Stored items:
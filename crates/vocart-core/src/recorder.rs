use crate::Result;
use crate::record::ProductRecord;
use chrono::{DateTime, TimeZone};
use std::fs::File;
use std::io::BufWriter;
use std::path::{Path, PathBuf};

const FILE_PREFIX: &str = "amazon_viewed_products_";

/// Accumulates inspected products for one session and flushes them once at the end
#[derive(Debug, Default)]
pub struct SessionRecorder {
    records: Vec<ProductRecord>,
}

impl SessionRecorder {
    pub fn new() -> Self {
        Self::default()
    }

    /// Append a finished record; it can no longer be changed afterwards
    pub fn append(&mut self, record: ProductRecord) {
        tracing::debug!(
            asin = %record.asin,
            added_to_cart = record.added_to_cart,
            "recording product"
        );
        self.records.push(record);
    }

    pub fn records(&self) -> &[ProductRecord] {
        &self.records
    }

    pub fn len(&self) -> usize {
        self.records.len()
    }

    pub fn is_empty(&self) -> bool {
        self.records.is_empty()
    }

    /// File name for a session written at `at`
    pub fn file_name<Tz>(at: &DateTime<Tz>) -> String
    where
        Tz: TimeZone,
        Tz::Offset: std::fmt::Display,
    {
        format!("{}{}.csv", FILE_PREFIX, at.format("%Y%m%d_%H%M%S"))
    }

    /// Write every record to a timestamped CSV file inside `dir`, creating `dir` if needed
    pub fn write_to_dir<Tz>(&self, dir: &Path, at: &DateTime<Tz>) -> Result<PathBuf>
    where
        Tz: TimeZone,
        Tz::Offset: std::fmt::Display,
    {
        std::fs::create_dir_all(dir)?;
        let path = dir.join(Self::file_name(at));
        self.write_to_file(&path)?;
        Ok(path)
    }

    /// Write every record to `path`, header first
    pub fn write_to_file(&self, path: &Path) -> Result<()> {
        tracing::debug!("Writing session file to: {}", path.display());

        let file = File::create(path)?;
        self.write_to(BufWriter::new(file))?;

        tracing::info!(
            "Successfully wrote {} products to {}",
            self.records.len(),
            path.display()
        );

        Ok(())
    }

    /// Serialize the session as CSV into any writer
    pub fn write_to<W: std::io::Write>(&self, writer: W) -> Result<()> {
        let mut csv = csv::WriterBuilder::new()
            .has_headers(false)
            .from_writer(writer);

        // Written explicitly so an empty session still gets a header row
        csv.write_record([
            "ASIN",
            "Title",
            "Price",
            "Image_URL",
            "Date",
            "Time",
            "Added_to_Cart",
            "Amazon_Link",
        ])?;
        for record in &self.records {
            csv.serialize(record)?;
        }
        csv.flush()?;

        Ok(())
    }
}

Goal of the exercise >> Tell how many lines of the records above hold "BufWriter", giving the number and nothing else.

Answer to the exercise >> 2